INSTRUCTIONS TO FOLLOW.
In the data below, find the line containing "a fixed length.", then set down that line and every later line up to and including the line containing "pub struct ValidationError", exactly.

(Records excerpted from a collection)
-----

#![forbid(unsafe_code)]

//! Field rules and the validator seam.
//!
//! [`FieldRule`] covers every check a built-in field kind needs. Callers add
//! their own checks through [`Validator`], which closures implement too.

use std::fmt;

use crate::checksum;

// ---------------------------------------------------------------------------
// Error codes
// ---------------------------------------------------------------------------

/// A required field is blank.
pub const ERROR_CODE_REQUIRED: &str = "required";
/// Shorter than the minimum length.
pub const ERROR_CODE_MIN_LENGTH: &str = "too_short";
/// Shorter than a fixed length.
pub const ERROR_CODE_EXACT_LENGTH: &str = "length";
/// Not shaped like an e-mail address.
pub const ERROR_CODE_EMAIL: &str = "email";
/// Wrong national ID check digits.
pub const ERROR_CODE_NATIONAL_ID: &str = "national_id";

// ---------------------------------------------------------------------------
// ValidationError
// ---------------------------------------------------------------------------

/// A failed check: a stable code for message lookup, a default message and
/// the parameters a message layer interpolates.
///
/// `{key}` in the message is replaced by the parameter of that name when the
/// error is displayed.
///
/// ```rust
/// use maskform_validation::ValidationError;
///
/// let err = ValidationError::new("length", "{name} needs {len} characters")
///     .with_param("name", "Tax ID")
///     .with_param("len", 14);
///
/// assert_eq!(err.param("len"), Some("14"));
/// assert_eq!(err.to_string(), "Tax ID needs 14 characters");
/// ```
#[derive(Debug, Clone, PartialEq, Eq)]
pub struct ValidationError {
    /// Stable identifier for message lookup.
    pub code: &'static str,
    /// Default message template.
    pub message: String,
    params: Vec<(String, String)>,
}

impl ValidationError {
    #[must_use]
    pub fn new(code: &'static str, message: impl Into<String>) -> Self {
        Self {
            code,
            message: message.into(),
            params: Vec::new(),
        }
    }

    /// Set a parameter, replacing an earlier value under the same key.
    #[must_use]
    pub fn with_param(mut self, key: impl Into<String>, value: impl ToString) -> Self {
        let key = key.into();
        let value = value.to_string();
        match self.params.iter_mut().find(|(k, _)| *k == key) {
            Some(slot) => slot.1 = value,
            None => self.params.push((key, value)),
        }
        self
    }

    pub fn param(&self, key: &str) -> Option<&str> {
        self.params
            .iter()
            .find(|(k, _)| k == key)
            .map(|(_, v)| v.as_str())
    }

    /// Parameters in insertion order.
    pub fn params(&self) -> impl Iterator<Item = (&str, &str)> {
        self.params.iter().map(|(k, v)| (k.as_str(), v.as_str()))
    }
}

impl fmt::Display for ValidationError {
    fn fmt(&self, f: &mut fmt::Formatter<'_>) -> fmt::Result {
        let mut rest = self.message.as_str();
        while let Some(open) = rest.find('{') {
            let Some(close) = rest[open..].find('}').map(|i| open + i) else {
                break;
            };
            f.write_str(&rest[..open])?;
            let key = &rest[open + 1..close];
            match self.param(key) {
                Some(value) => f.write_str(value)?,
                None => f.write_str(&rest[open..=close])?,
            }
            rest = &rest[close + 1..];
        }
        f.write_str(rest)
    }
}

impl std::error::Error for ValidationError {}

// ---------------------------------------------------------------------------
// ValidationResult
// ---------------------------------------------------------------------------

/// Outcome of one check.
#[derive(Debug, Clone, PartialEq, Eq, Default)]
pub enum ValidationResult {
    #[default]
    Valid,
    Invalid(ValidationError),
}

impl ValidationResult {
    #[must_use]
    pub fn is_valid(&self) -> bool {
        matches!(self, Self::Valid)
    }

    #[must_use]
    pub fn is_invalid(&self) -> bool {
        matches!(self, Self::Invalid(_))
    }

    #[must_use]
    pub fn into_error(self) -> Option<ValidationError> {
        match self {
            Self::Valid => None,
            Self::Invalid(e) => Some(e),
        }
    }
}

impl From<Option<ValidationError>> for ValidationResult {
    fn from(error: Option<ValidationError>) -> Self {
        error.map_or(Self::Valid, Self::Invalid)
    }
}

// ---------------------------------------------------------------------------
// Validator
// ---------------------------------------------------------------------------

/// A caller-supplied check on the field text.
///
/// Runs after the field kind's own type check. Closures taking `&str` and
/// returning a [`ValidationResult`] implement it.
///
/// ```rust
/// use maskform_validation::{ValidationError, ValidationResult, Validator};
///
/// let no_spaces = |value: &str| {
///     if value.contains(' ') {
///         ValidationResult::Invalid(ValidationError::new("no_spaces", "No spaces"))
///     } else {
///         ValidationResult::Valid
///     }
/// };
///
/// assert!(no_spaces.validate("abc").is_valid());
/// assert!(no_spaces.validate("a b").is_invalid());
/// ```
pub trait Validator: Send + Sync {
    fn validate(&self, value: &str) -> ValidationResult;
}

impl<F> Validator for F
where
    F: Fn(&str) -> ValidationResult + Send + Sync,
{
    fn validate(&self, value: &str) -> ValidationResult {
        self(value)
    }
}

// ---------------------------------------------------------------------------
// FieldRule
// ---------------------------------------------------------------------------

/// Which national ID layout a [`FieldRule::NationalId`] checks.
#[derive(Debug, Clone, Copy, PartialEq, Eq)]
pub enum NationalIdFormat {
    /// 11 digits, two mod-11 check digits.
    Short,
    /// 14 digits, two cycling-weight check digits.
    Long,
}

impl NationalIdFormat {
    /// Digits the ID carries.
    pub const fn digits(self) -> usize {
        match self {
            Self::Short => checksum::NATIONAL_ID_SHORT_DIGITS,
            Self::Long => checksum::NATIONAL_ID_LONG_DIGITS,
        }
    }

    fn is_valid(self, value: &str) -> bool {
        match self {
            Self::Short => checksum::is_valid_national_id_short(value),
            Self::Long => checksum::is_valid_national_id_long(value),
        }
    }
}

/// One built-in check on the field text.
///
/// Lengths count chars of the masked text, delimiters included. The type
/// rules ([`FieldRule::Email`], [`FieldRule::NationalId`]) accept empty input
/// so that a blank optional field never fails them.
///
/// ```rust
/// use maskform_validation::{ERROR_CODE_NATIONAL_ID, FieldRule, NationalIdFormat};
///
/// let rule = FieldRule::NationalId(NationalIdFormat::Short);
/// assert!(rule.check("100.202.149-95").is_valid());
///
/// let err = rule.check("123.456.789-01").into_error().unwrap();
/// assert_eq!(err.code, ERROR_CODE_NATIONAL_ID);
/// assert_eq!(err.to_string(), "Invalid 11-digit ID number");
/// ```
#[derive(Debug, Clone, Copy, PartialEq, Eq)]
pub enum FieldRule {
    /// Not blank after trimming whitespace.
    Required,
    /// At least this many chars.
    MinLength(usize),
    /// Exactly this many chars. Input is clipped at the mask, so only the
    /// short side is checked.
    ExactLength(usize),
    /// The minimal shape of [`checksum::is_valid_email_shape`].
    Email,
    /// National ID check digits; non-digits are ignored.
    NationalId(NationalIdFormat),
}

impl FieldRule {
    /// Error code reported when the rule fails.
    pub const fn code(self) -> &'static str {
        match self {
            Self::Required => ERROR_CODE_REQUIRED,
            Self::MinLength(_) => ERROR_CODE_MIN_LENGTH,
            Self::ExactLength(_) => ERROR_CODE_EXACT_LENGTH,
            Self::Email => ERROR_CODE_EMAIL,
            Self::NationalId(_) => ERROR_CODE_NATIONAL_ID,
        }
    }

    /// Run the rule against `value`.
    pub fn check(self, value: &str) -> ValidationResult {
        let code = self.code();
        let error = match self {
            Self::Required => value
                .trim()
                .is_empty()
                .then(|| ValidationError::new(code, "{name} is required")),
            Self::MinLength(min) => {
                let actual = value.chars().count();
                (actual < min).then(|| {
                    ValidationError::new(code, "{name} needs at least {min} characters")
                        .with_param("min", min)
                        .with_param("actual", actual)
                })
            }
            Self::ExactLength(len) => {
                let actual = value.chars().count();
                (actual < len).then(|| {
                    ValidationError::new(code, "{name} needs {len} characters")
                        .with_param("len", len)
                        .with_param("actual", actual)
                })
            }
            Self::Email => (!value.is_empty() && !checksum::is_valid_email_shape(value))
                .then(|| ValidationError::new(code, "Invalid e-mail address")),
            Self::NationalId(format) => (!value.is_empty() && !format.is_valid(value)).then(|| {
                ValidationError::new(code, "Invalid {digits}-digit ID number")
                    .with_param("digits", format.digits())
            }),
        };
        error.into()
    }
}

impl Validator for FieldRule {
    fn validate(&self, value: &str) -> ValidationResult {
        self.check(value)
    }
}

-----

RESPONSE.
/// Shorter than a fixed length.
pub const ERROR_CODE_EXACT_LENGTH: &str = "length";
/// Not shaped like an e-mail address.
pub const ERROR_CODE_EMAIL: &str = "email";
/// Wrong national ID check digits.
pub const ERROR_CODE_NATIONAL_ID: &str = "national_id";

// ---------------------------------------------------------------------------
// ValidationError
// ---------------------------------------------------------------------------

/// A failed check: a stable code for message lookup, a default message and
/// the parameters a message layer interpolates.
///
/// `{key}` in the message is replaced by the parameter of that name when the
/// error is displayed.
///
/// ```rust
/// use maskform_validation::ValidationError;
///
/// let err = ValidationError::new("length", "{name} needs {len} characters")
///     .with_param("name", "Tax ID")
///     .with_param("len", 14);
///
/// assert_eq!(err.param("len"), Some("14"));
/// assert_eq!(err.to_string(), "Tax ID needs 14 characters");
/// ```
#[derive(Debug, Clone, PartialEq, Eq)]
pub struct ValidationError {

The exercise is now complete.